¿Cómo murió Antoni Gaudí? El trágico final del arquitecto de la Sagrada Familia
Barcelona y Antoni Gaudí son inseparables. Sus edificios modernistas forman parte del alma de la ciudad, y millones de visitantes viajan cada año para contemplar su obra más ambiciosa: la Sagrada Familia. Sin embargo, detrás del genio admirado en todo el mundo se esconde una historia conmovedora: su trágica y casi anónima muerte.
¿Sabías que Gaudí, considerado uno de los arquitectos más brillantes de la historia, murió atropellado por un tranvía y fue confundido con un mendigo? Su final, ocurrido en 1926, es tan sorprendente como las formas imposibles de sus edificios. Hoy viajamos al pasado para descubrir cómo murió Antoni Gaudí y qué significado tiene este episodio dentro de su legado.

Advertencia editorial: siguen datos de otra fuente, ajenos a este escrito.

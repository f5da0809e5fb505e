//! In-memory signature registry.
//!
//! Maps issued tokens to their issuance and expiry timestamps. The registry
//! is the only shared mutable state of the service: the issuer inserts, the
//! validator reads and evicts stale entries, and the janitor sweeps in bulk.
//!
//! # Expiry
//!
//! A record is expired once the current time is strictly greater than its
//! `expires_at`. A redemption at exactly `expires_at` still succeeds.
//!
//! # Reuse
//!
//! Successful validation does not remove the record. A token can be redeemed
//! any number of times until it expires or is swept.

use std::collections::HashMap;
use std::time::Duration;

use tokio::sync::RwLock;
use tracing::debug;

use crate::clock::SharedClock;
use crate::error::SignatureError;

/// Default signature time-to-live (10 seconds).
pub const DEFAULT_SIGNATURE_TTL: Duration = Duration::from_secs(10);

// =============================================================================
// Signature Record
// =============================================================================

/// Issuance and expiry timestamps of a signature, in epoch milliseconds.
#[derive(Debug, Clone, Copy, PartialEq, Eq)]
pub struct SignatureRecord {
    /// When the signature was issued
    pub created_at: u64,

    /// When the signature stops being accepted
    pub expires_at: u64,
}

impl SignatureRecord {
    /// Create a record issued at `created_at` that lives for `ttl`.
    pub fn new(created_at: u64, ttl: Duration) -> Self {
        Self {
            created_at,
            expires_at: created_at.saturating_add(ttl.as_millis() as u64),
        }
    }

    /// Whether the record has expired at time `now`.
    pub fn is_expired(&self, now: u64) -> bool {
        now > self.expires_at
    }
}

// =============================================================================
// Signature Registry
// =============================================================================

/// Process-wide table of live signatures.
pub struct SignatureRegistry {
    entries: RwLock<HashMap<String, SignatureRecord>>,
    clock: SharedClock,
}

impl SignatureRegistry {
    /// Create an empty registry reading time from `clock`.
    pub fn new(clock: SharedClock) -> Self {
        Self {
            entries: RwLock::new(HashMap::new()),
            clock,
        }
    }

    /// The clock used for expiry decisions.
    pub fn clock(&self) -> &SharedClock {
        &self.clock
    }

    /// Register `token` as issued now with the given time-to-live.
    ///
    /// An existing record under the same token is overwritten.
    pub async fn insert(&self, token: String, ttl: Duration) -> SignatureRecord {
        let record = SignatureRecord::new(self.clock.now_millis(), ttl);
        self.entries.write().await.insert(token, record);
        record
    }

    /// Validate a presented token.
    ///
    /// Unknown tokens fail with [`SignatureError::InvalidSignature`]. Expired
    /// tokens are removed and fail with [`SignatureError::SignatureExpired`];
    /// the check and the removal happen under one write lock, so a later
    /// lookup of the same token reports it as invalid.
    pub async fn validate(&self, token: &str) -> Result<SignatureRecord, SignatureError> {
        let mut entries = self.entries.write().await;

        let record = *entries
            .get(token)
            .ok_or(SignatureError::InvalidSignature)?;

        let now = self.clock.now_millis();
        if record.is_expired(now) {
            entries.remove(token);
            debug!(
                expired_at = record.expires_at,
                current_time = now,
                "Evicted expired signature"
            );
            return Err(SignatureError::SignatureExpired {
                expired_at: record.expires_at,
                current_time: now,
            });
        }

        Ok(record)
    }

    /// Remove every expired record and return how many were removed.
    pub async fn sweep_expired(&self) -> usize {
        let now = self.clock.now_millis();
        let mut entries = self.entries.write().await;
        let before = entries.len();
        entries.retain(|_, record| !record.is_expired(now));
        before - entries.len()
    }

    /// Look up a record without validating it.
    pub async fn get(&self, token: &str) -> Option<SignatureRecord> {
        self.entries.read().await.get(token).copied()
    }

    /// Number of records currently held.
    pub async fn len(&self) -> usize {
        self.entries.read().await.len()
    }

    /// Whether the registry holds no records.
    pub async fn is_empty(&self) -> bool {
        self.entries.read().await.is_empty()
    }
}

// =============================================================================
// Tests
// =============================================================================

El accidente que marcó el final
El 7 de junio de 1926, Gaudí se dirigía, como hacía a diario, a la iglesia de Sant Felip Neri para rezar y entrevistarse con su confesor, mosén Agustí Mas i Folch. Al cruzar la Gran Vía de las Cortes Catalanas, entre las calles Gerona (Girona) y Bailén, fue atropellado por un tranvía y quedó inconsciente.
Su aspecto, marcado por la vejez y una vida austera, hizo que nadie lo reconociera. Vestía ropa sencilla, gastada y llevaba años sin preocuparse por la apariencia. Los transeúntes lo confundieron con un indigente y no acudieron rápidamente en su ayuda.
Un guardia civil detuvo un taxi que lo condujo al Hospital de la Santa Cruz, donde ingresó sin documentación y sin ser identificado. Pasaron horas antes de que alguien advirtiera quién era en realidad aquel anciano herido. Al día siguiente, fue reconocido por el capellán de la Sagrada Familia, mosén Gil Parés, pero ya nada podía hacerse.
La muerte de Antoni Gaudí
Gaudí permaneció tres días en el hospital, donde recibió los últimos sacramentos. Murió el 10 de junio de 1926, a los 73 años. El 12 de junio fue enterrado en la capilla de Nuestra Señora del Carmen, en la cripta de la Sagrada Familia, ante una multitud que quiso despedirlo. En su lápida figura una inscripción devocional que recuerda su fe y su entrega a la obra.
La noticia causó una conmoción en toda Barcelona. Multitudes acudieron a despedirlo, y el funeral se convirtió en un homenaje espontáneo al arquitecto que había cambiado la cara de la ciudad. Paradójicamente, en sus últimos momentos fue ignorado y tratado como un desconocido, pero tras su muerte fue venerado como uno de los grandes genios de su tiempo.
Gaudí: el hombre detrás del arquitecto
Para entender por qué su aspecto llevó a tanta confusión, hay que recordar cómo vivía Gaudí en sus últimos años. Aunque en su juventud había disfrutado de una vida más acomodada y social, con el tiempo adoptó un estilo de vida austero y profundamente religioso. Su fe católica marcaba cada aspecto de su existencia. Apenas comía, vestía siempre de manera sencilla y dedicaba casi todo su tiempo a la Sagrada Familia.
En su bolsillo solía llevar un pequeño libro de los evangelios, desgastado por el uso. Para él, la arquitectura era una forma de servir a Dios, y la basílica era su misión vital. La transformación personal que vivió hizo que muchos lo percibieran como un hombre excéntrico, más cercano a un místico que a un arquitecto convencional.
Una muerte simbólica
El final de Gaudí está rodeado de una poderosa ironía. Fue tratado como un desconocido cuando en realidad era uno de los artistas más célebres de su tiempo. Pero esa confusión refleja, en cierto modo, su propia transformación personal: Gaudí había renunciado a la gloria terrenal para entregarse por completo a su obra y a su fe.
Su muerte nos recuerda la fragilidad de la vida y nos invita a reflexionar sobre cómo incluso los grandes genios son vulnerables. A la vez, su funeral multitudinario y el legado arquitectónico que dejó demuestran que la grandeza trasciende el momento de la muerte.
Antoni Gaudí murió en 1926, pero su espíritu sigue vivo en cada rincón de Barcelona. Su trágico final no ensombrece su legado; al contrario, lo engrandece. La historia de su muerte es también la historia de su vida: la de un hombre que, a pesar de ser incomprendido, dedicó todo su talento a una visión que hoy sigue asombrando al mundo.